### WHAT THIS TASK INVOLVES
Print the following entries without any change.

*** THE RECORDS Section Begins ***

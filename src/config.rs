use std::time::Duration;

use serde::Deserialize;

const DEV_JWT_SECRET: &str = "mellowmind-dev-secret";

#[derive(Debug, Clone, Deserialize)]
pub struct JwtConfig {
    pub secret: String,
    pub issuer: String,
    pub audience: String,
    pub ttl_secs: u64,
}

#[derive(Debug, Clone, Deserialize)]
pub struct DatabaseConfig {
    pub url: String,
    pub max_connections: u32,
    pub idle_timeout_secs: u64,
    pub connect_timeout_secs: u64,
}

#[derive(Debug, Clone, Deserialize)]
pub struct AiConfig {
    pub base_url: String,
    pub timeout_secs: u64,
    /// Number of previous turns sent along with a new message.
    pub history_turns: i64,
}

#[derive(Debug, Clone, Deserialize)]
pub struct AppConfig {
    pub database: DatabaseConfig,
    pub jwt: JwtConfig,
    pub ai: AiConfig,
    pub host: String,
    pub port: u16,
    pub request_timeout_secs: u64,
}

impl AppConfig {
    pub fn from_env() -> anyhow::Result<Self> {
        let database_url = match std::env::var("DATABASE_URL") {
            Ok(url) => url,
            Err(_) => format!(
                "postgres://{}:{}@{}:{}/{}",
                env_or("DB_USER", "mellow_user"),
                env_or("DB_PASSWORD", "mellow_password"),
                env_or("DB_HOST", "localhost"),
                env_parse("DB_PORT", 5432u16),
                env_or("DB_NAME", "mellow_db"),
            ),
        };
        let database = DatabaseConfig {
            url: database_url,
            max_connections: env_parse("DB_MAX_CONNECTIONS", 20),
            idle_timeout_secs: env_parse("DB_IDLE_TIMEOUT_SECS", 30),
            connect_timeout_secs: env_parse("DB_CONNECT_TIMEOUT_SECS", 2),
        };

        let secret = std::env::var("JWT_SECRET").unwrap_or_else(|_| {
            tracing::warn!("JWT_SECRET not set; using development secret");
            DEV_JWT_SECRET.into()
        });
        let expires_in = env_or("JWT_EXPIRES_IN", "24h");
        let ttl = parse_duration(&expires_in)
            .ok_or_else(|| anyhow::anyhow!("invalid JWT_EXPIRES_IN: {expires_in}"))?;
        let jwt = JwtConfig {
            secret,
            issuer: env_or("JWT_ISSUER", "mellowmind"),
            audience: env_or("JWT_AUDIENCE", "mellowmind-users"),
            ttl_secs: ttl.as_secs().max(1),
        };

        let ai = AiConfig {
            base_url: env_or("PYTHON_AI_URL", "http://localhost:8000")
                .trim_end_matches('/')
                .to_string(),
            timeout_secs: env_parse("AI_TIMEOUT_SECS", 30),
            history_turns: env_parse("CHAT_HISTORY_TURNS", 5),
        };

        let port = std::env::var("PORT")
            .or_else(|_| std::env::var("APP_PORT"))
            .ok()
            .and_then(|v| v.parse::<u16>().ok())
            .unwrap_or(3000);

        Ok(Self {
            database,
            jwt,
            ai,
            host: env_or("APP_HOST", "0.0.0.0"),
            port,
            request_timeout_secs: env_parse("REQUEST_TIMEOUT_SECS", 60),
        })
    }

    pub fn idle_timeout(&self) -> Duration {
        Duration::from_secs(self.database.idle_timeout_secs)
    }

    pub fn connect_timeout(&self) -> Duration {
        Duration::from_secs(self.database.connect_timeout_secs)
    }
}

fn env_or(key: &str, default: &str) -> String {
    std::env::var(key).unwrap_or_else(|_| default.into())
}

fn env_parse<T: std::str::FromStr>(key: &str, default: T) -> T {
    std::env::var(key)
        .ok()
        .and_then(|v| v.parse::<T>().ok())
        .unwrap_or(default)
}

/// Parses `"90"`, `"30s"`, `"15m"`, `"24h"` or `"7d"`.
pub fn parse_duration(raw: &str) -> Option<Duration> {
    let raw = raw.trim();
    if raw.is_empty() {
        return None;
    }
    let (digits, unit) = match raw.char_indices().last() {
        Some((idx, c)) if c.is_ascii_alphabetic() => (&raw[..idx], Some(c)),
        _ => (raw, None),
    };
    let value: u64 = digits.parse().ok()?;
    let secs = match unit {
        None | Some('s') => value,
        Some('m') => value.checked_mul(60)?,
        Some('h') => value.checked_mul(60 * 60)?,
        Some('d') => value.checked_mul(24 * 60 * 60)?,
        Some(_) => return None,
    };
    Some(Duration::from_secs(secs))
}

*** THE RECORDS Section Ends ***

### COMPLETED EXERCISE
filename src/config.rs
use std::time::Duration;

use serde::Deserialize;

const DEV_JWT_SECRET: &str = "mellowmind-dev-secret";

#[derive(Debug, Clone, Deserialize)]
pub struct JwtConfig {
    pub secret: String,
    pub issuer: String,
    pub audience: String,
    pub ttl_secs: u64,
}

#[derive(Debug, Clone, Deserialize)]
pub struct DatabaseConfig {
    pub url: String,
    pub max_connections: u32,
    pub idle_timeout_secs: u64,
    pub connect_timeout_secs: u64,
}

#[derive(Debug, Clone, Deserialize)]
pub struct AiConfig {
    pub base_url: String,
    pub timeout_secs: u64,
    /// Number of previous turns sent along with a new message.
    pub history_turns: i64,
}

#[derive(Debug, Clone, Deserialize)]
pub struct AppConfig {
    pub database: DatabaseConfig,
    pub jwt: JwtConfig,
    pub ai: AiConfig,
    pub host: String,
    pub port: u16,
    pub request_timeout_secs: u64,
}

impl AppConfig {
    pub fn from_env() -> anyhow::Result<Self> {
        let database_url = match std::env::var("DATABASE_URL") {
            Ok(url) => url,
            Err(_) => format!(
                "postgres://{}:{}@{}:{}/{}",
                env_or("DB_USER", "mellow_user"),
                env_or("DB_PASSWORD", "mellow_password"),
                env_or("DB_HOST", "localhost"),
                env_parse("DB_PORT", 5432u16),
                env_or("DB_NAME", "mellow_db"),
            ),
        };
        let database = DatabaseConfig {
            url: database_url,
            max_connections: env_parse("DB_MAX_CONNECTIONS", 20),
            idle_timeout_secs: env_parse("DB_IDLE_TIMEOUT_SECS", 30),
            connect_timeout_secs: env_parse("DB_CONNECT_TIMEOUT_SECS", 2),
        };

        let secret = std::env::var("JWT_SECRET").unwrap_or_else(|_| {
            tracing::warn!("JWT_SECRET not set; using development secret");
            DEV_JWT_SECRET.into()
        });
        let expires_in = env_or("JWT_EXPIRES_IN", "24h");
        let ttl = parse_duration(&expires_in)
            .ok_or_else(|| anyhow::anyhow!("invalid JWT_EXPIRES_IN: {expires_in}"))?;
        let jwt = JwtConfig {
            secret,
            issuer: env_or("JWT_ISSUER", "mellowmind"),
            audience: env_or("JWT_AUDIENCE", "mellowmind-users"),
            ttl_secs: ttl.as_secs().max(1),
        };

        let ai = AiConfig {
            base_url: env_or("PYTHON_AI_URL", "http://localhost:8000")
                .trim_end_matches('/')
                .to_string(),
            timeout_secs: env_parse("AI_TIMEOUT_SECS", 30),
            history_turns: env_parse("CHAT_HISTORY_TURNS", 5),
        };

        let port = std::env::var("PORT")
            .or_else(|_| std::env::var("APP_PORT"))
            .ok()
            .and_then(|v| v.parse::<u16>().ok())
            .unwrap_or(3000);

        Ok(Self {
            database,
            jwt,
            ai,
            host: env_or("APP_HOST", "0.0.0.0"),
            port,
            request_timeout_secs: env_parse("REQUEST_TIMEOUT_SECS", 60),
        })
    }

    pub fn idle_timeout(&self) -> Duration {
        Duration::from_secs(self.database.idle_timeout_secs)
    }

    pub fn connect_timeout(&self) -> Duration {
        Duration::from_secs(self.database.connect_timeout_secs)
    }
}

fn env_or(key: &str, default: &str) -> String {
    std::env::var(key).unwrap_or_else(|_| default.into())
}

fn env_parse<T: std::str::FromStr>(key: &str, default: T) -> T {
    std::env::var(key)
        .ok()
        .and_then(|v| v.parse::<T>().ok())
        .unwrap_or(default)
}

/// Parses `"90"`, `"30s"`, `"15m"`, `"24h"` or `"7d"`.
pub fn parse_duration(raw: &str) -> Option<Duration> {
    let raw = raw.trim();
    if raw.is_empty() {
        return None;
    }
    let (digits, unit) = match raw.char_indices().last() {
        Some((idx, c)) if c.is_ascii_alphabetic() => (&raw[..idx], Some(c)),
        _ => (raw, None),
    };
    let value: u64 = digits.parse().ok()?;
    let secs = match unit {
        None | Some('s') => value,
        Some('m') => value.checked_mul(60)?,
        Some('h') => value.checked_mul(60 * 60)?,
        Some('d') => value.checked_mul(24 * 60 * 60)?,
        Some(_) => return None,
    };
    Some(Duration::from_secs(secs))
}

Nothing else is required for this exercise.